O médico só fixa Diogo pela primeira vez após ouvir a porta fechar-se num estalido seco. Vê um homem moreno, bem apessoado, na casa dos quarenta anos. A idade é denunciada pelos cabelos brancos, que ganham terreno de forma aleatória e selvagem um pouco por toda a farta cabeleira preta.
- Então Diogo, o que é que o traz por cá? – Pergunta o psicanalista, puxando o início da conversa.
De mãos cruzadas sobre a secretária e olhos fixos no médico, Diogo responde:
- Doutor, acho que estou com um problema. Quer dizer, não é bem um problema, é se calhar uma mania, melhor dizendo, talvez seja uma obsessão.

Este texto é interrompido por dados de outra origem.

//! Binomial GLM (logistic regression) via iteratively reweighted least squares.
//!
//! Supports frequency weights (each row counted `w_i` times) and a
//! heteroskedasticity-robust HC1 sandwich covariance, matching the contract
//! of the reference inference stack: coefficients from IRLS, standard errors
//! from `bread · meat · bread` with an `n / (n - p)` small-sample factor.
//!
//! Each IRLS step solves a weighted least-squares problem through the shared
//! SVD solver, so near-collinear designs degrade to a clear error instead of
//! a panic.

use nalgebra::{DMatrix, DVector};

use crate::error::AppError;
use crate::math::ols::{pseudo_inverse, solve_least_squares};

const MAX_IRLS_ITERS: usize = 50;
const COEF_TOL: f64 = 1e-8;
/// Floor on μ(1-μ) to keep the working weights finite under separation-like
/// fitted probabilities.
const VARIANCE_FLOOR: f64 = 1e-10;

/// Fitted binomial GLM.
#[derive(Debug, Clone)]
pub struct GlmFit {
    pub coefficients: DVector<f64>,
    /// HC1 robust covariance of the coefficients.
    pub covariance: DMatrix<f64>,
    pub log_likelihood: f64,
    pub iterations: usize,
    pub n_rows: usize,
}

impl GlmFit {
    pub fn std_error(&self, j: usize) -> f64 {
        self.covariance[(j, j)].max(0.0).sqrt()
    }
}

fn sigmoid(eta: f64) -> f64 {
    1.0 / (1.0 + (-eta).exp())
}

/// Fit `y ~ X` with a logit link.
///
/// `freq_weights` of `None` means unweighted (all ones). `y` must be 0/1.
/// Non-convergence within the iteration cap is an error; the caller decides
/// whether that aborts the stage.
pub fn fit_binomial_logit(
    x: &DMatrix<f64>,
    y: &DVector<f64>,
    freq_weights: Option<&DVector<f64>>,
) -> Result<GlmFit, AppError> {
    let n = x.nrows();
    let p = x.ncols();
    if n == 0 || p == 0 {
        return Err(AppError::model("Logistic fit requires a non-empty design."));
    }
    if y.len() != n {
        return Err(AppError::model(format!(
            "Design/response length mismatch: {n} rows vs {} responses.",
            y.len()
        )));
    }
    if let Some(w) = freq_weights {
        if w.len() != n {
            return Err(AppError::model("Frequency weight length mismatch."));
        }
        if w.iter().any(|v| !v.is_finite() || *v < 0.0) {
            return Err(AppError::model("Frequency weights must be finite and >= 0."));
        }
    }
    let weight_at = |i: usize| freq_weights.map(|w| w[i]).unwrap_or(1.0);

    let mut beta = DVector::<f64>::zeros(p);
    let mut converged = false;
    let mut iterations = 0;

    for iter in 0..MAX_IRLS_ITERS {
        iterations = iter + 1;

        // Working response and weights at the current β.
        let eta = x * &beta;
        let mut xw = DMatrix::<f64>::zeros(n, p);
        let mut zw = DVector::<f64>::zeros(n);
        for i in 0..n {
            let mu = sigmoid(eta[i]);
            let var = (mu * (1.0 - mu)).max(VARIANCE_FLOOR);
            let w = weight_at(i) * var;
            let z = eta[i] + (y[i] - mu) / var;
            let sw = w.sqrt();
            for j in 0..p {
                xw[(i, j)] = x[(i, j)] * sw;
            }
            zw[i] = z * sw;
        }

        let beta_new = solve_least_squares(&xw, &zw).ok_or_else(|| {
            AppError::model("Logistic IRLS step failed: design is too ill-conditioned.")
        })?;

        let delta = (&beta_new - &beta).amax();
        beta = beta_new;
        if delta < COEF_TOL {
            converged = true;
            break;
        }
    }

    if !converged {
        return Err(AppError::model(format!(
            "Logistic fit did not converge in {MAX_IRLS_ITERS} IRLS iterations \
             (possible separation)."
        )));
    }

    // Final fitted values for covariance and log-likelihood.
    let eta = x * &beta;
    let mut bread_inner = DMatrix::<f64>::zeros(p, p);
    let mut meat = DMatrix::<f64>::zeros(p, p);
    let mut log_likelihood = 0.0;
    for i in 0..n {
        let mu = sigmoid(eta[i]).clamp(1e-12, 1.0 - 1e-12);
        let w = weight_at(i);
        let var = (mu * (1.0 - mu)).max(VARIANCE_FLOOR);

        let xi = x.row(i).transpose();
        bread_inner += &xi * xi.transpose() * (w * var);

        // Score contribution: w_i (y_i - μ_i) x_i.
        let score = w * (y[i] - mu);
        meat += &xi * xi.transpose() * (score * score);

        log_likelihood += w * (y[i] * mu.ln() + (1.0 - y[i]) * (1.0 - mu).ln());
    }

    let bread = pseudo_inverse(&bread_inner)
        .ok_or_else(|| AppError::model("Logistic covariance is singular."))?;

    // HC1: sandwich with an n/(n-p) small-sample scale on the row count.
    let scale = if n > p { n as f64 / (n - p) as f64 } else { 1.0 };
    let covariance = &bread * meat * &bread * scale;

    Ok(GlmFit {
        coefficients: beta,
        covariance,
        log_likelihood,
        iterations,
        n_rows: n,
    })
}

#[cfg(test)]
mod tests {
    use super::*;

    fn logit_design(xs: &[f64]) -> (DMatrix<f64>, usize) {
        let n = xs.len();
        let mut x = DMatrix::<f64>::zeros(n, 2);
        for (i, v) in xs.iter().enumerate() {
            x[(i, 0)] = 1.0;
            x[(i, 1)] = *v;
        }
        (x, n)
    }

    #[test]
    fn recovers_known_coefficients_on_balanced_data() {
        // Deterministic grid where y is the rounded true probability at
        // β = (0, 1): an exactly symmetric design, so the fit should put the
        // slope close to the generating value.
        let xs: Vec<f64> = (-20..=20).map(|i| i as f64 / 4.0).collect();
        let (x, n) = logit_design(&xs);
        let y = DVector::from_iterator(
            n,
            xs.iter().map(|&v| if sigmoid(v) >= 0.5 { 1.0 } else { 0.0 }),
        );

        // Perfectly separable data will not converge; jitter two labels to
        // keep the likelihood bounded.
        let mut y = y;
        y[0] = 1.0;
        y[n - 1] = 0.0;

        let fit = fit_binomial_logit(&x, &y, None).unwrap();
        assert!(fit.coefficients[1] > 0.0);
        assert!(fit.std_error(1) > 0.0);
    }

    #[test]
    fn frequency_weights_match_row_duplication() {
        // Fitting with freq_weights = 2 must equal fitting the duplicated data.
        let xs = [-2.0, -1.0, -0.5, 0.5, 1.0, 2.0];
        let ys = [0.0, 0.0, 1.0, 0.0, 1.0, 1.0];

        let (x, n) = logit_design(&xs);
        let y = DVector::from_row_slice(&ys);
        let w = DVector::from_element(n, 2.0);
        let weighted = fit_binomial_logit(&x, &y, Some(&w)).unwrap();

        let xs_dup: Vec<f64> = xs.iter().chain(xs.iter()).copied().collect();
        let ys_dup: Vec<f64> = ys.iter().chain(ys.iter()).copied().collect();
        let (x2, _) = logit_design(&xs_dup);
        let y2 = DVector::from_row_slice(&ys_dup);
        let duplicated = fit_binomial_logit(&x2, &y2, None).unwrap();

        for j in 0..2 {
            assert!(
                (weighted.coefficients[j] - duplicated.coefficients[j]).abs() < 1e-6,
                "coefficient {j} differs"
            );
        }
    }

    #[test]
    fn separation_is_an_error_not_a_panic() {
        let xs = [-2.0, -1.0, 1.0, 2.0];
        let ys = [0.0, 0.0, 1.0, 1.0];
        let (x, _) = logit_design(&xs);
        let y = DVector::from_row_slice(&ys);
        assert!(fit_binomial_logit(&x, &y, None).is_err());
    }
}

O médico permite dois segundos de silêncio, antes de levantar-se. Começa a caminhar e convida Diogo a deitar-se no divã, explicando que lá sentir-se-á mais confortável para desabafar. É um divã preto em pele, de design moderno e linhas sinuosas. Após aceder ao convite, Diogo sente-se, de facto, mais relaxado naquela posição. Fixando o olhar na imensa estante de livros, que atravessa de um extremo ao outro a parede em frente, consegue finalmente soltar a língua.
- Quero lembrar-me de como era a minha vida antes… antes de aparecer o “e” azul. Sim, o “e” e agora o “f”…
Diogo fala em código e o médico, apesar de não entender patavina do discurso, permanece em silêncio, receptivo para continuar a ouvir.
- É pior que o fumo e o álcool juntos. Nem sei como fiquei viciado nisto. A gente vai experimentando e gostando. Volta no dia seguinte e fica mais um pouco. E vamos deixando as horas passar e deixamos o sono passar e deixamos a vida passar e não largamos o vício.
Parado diante da janela, o médico vai ouvindo e analisando o discurso, apesar de achar que continua a não fazer qualquer sentido.
- Deito-me com a cabeça cheia de imagens, de frases, de citações, de notícias, de coscuvilhices. Todos os dias fico a saber muito mais do que devia sobre a vida de muita gente. Partilho retalhos da minha vida ao segundo como se ao não fazê-lo deixasse de existir. Não é deliberado, mas quero que reparem em mim. Gosto de poder dizer às pessoas que me seguem onde é que estou, para onde vou, o que ando a fazer. Gosto que comentem, gosto de saber a opinião que elas têm sobre a minha pessoa e sobre tudo o que penso e digo. A opinião dos outros ajuda-me a conhecê-los melhor e até mesmo a compreender-me melhor. Gosto de fazer comparações. Analisar o comportamento dos outros reforça-me a auto-estima, faz-me sentir especial. Consigo perceber facilmente que sou mais inteligente que a maioria das pessoas com que me relaciono, que me preocupo com questões mais profundas, que leio mais livros e vejo mais filmes. Mas depois, vem o desassossego. Quero libertar-me e não consigo, é mais forte do que eu. Antes de me deitar, depois de ter estado horas agarrado ao computador, ainda espreito o telemóvel, a ver se alguém fez algum comentário. Vou à praia e tenho que mostrar que estive lá. Vou viajar e tenho que avisar toda a gente, não sei se por presunção ou por outra razão qualquer. Não sei, não sei, não sei…. Não sei porque faço isto e não me consigo lembrar como era a minha vida antes disto. Doutor, acho que preciso de ajuda! Primeiro foi só a Internet, depois o Google, agora o Facebook. Por favor, eu só quero curar-me deste vício – implora Diogo, num tom desesperado.
O psicanalista olha para ele, esboçando um sorriso aliviado.
- Meu amigo, o seu problema tem nome, sabe qual é?
Diogo abana a cabeça, em negação.
- Solidão! Vamos tratar primeiro disso e depois falamos do resto – atalha o médico, antes de dar por concluída a primeira sessão de psicanálise.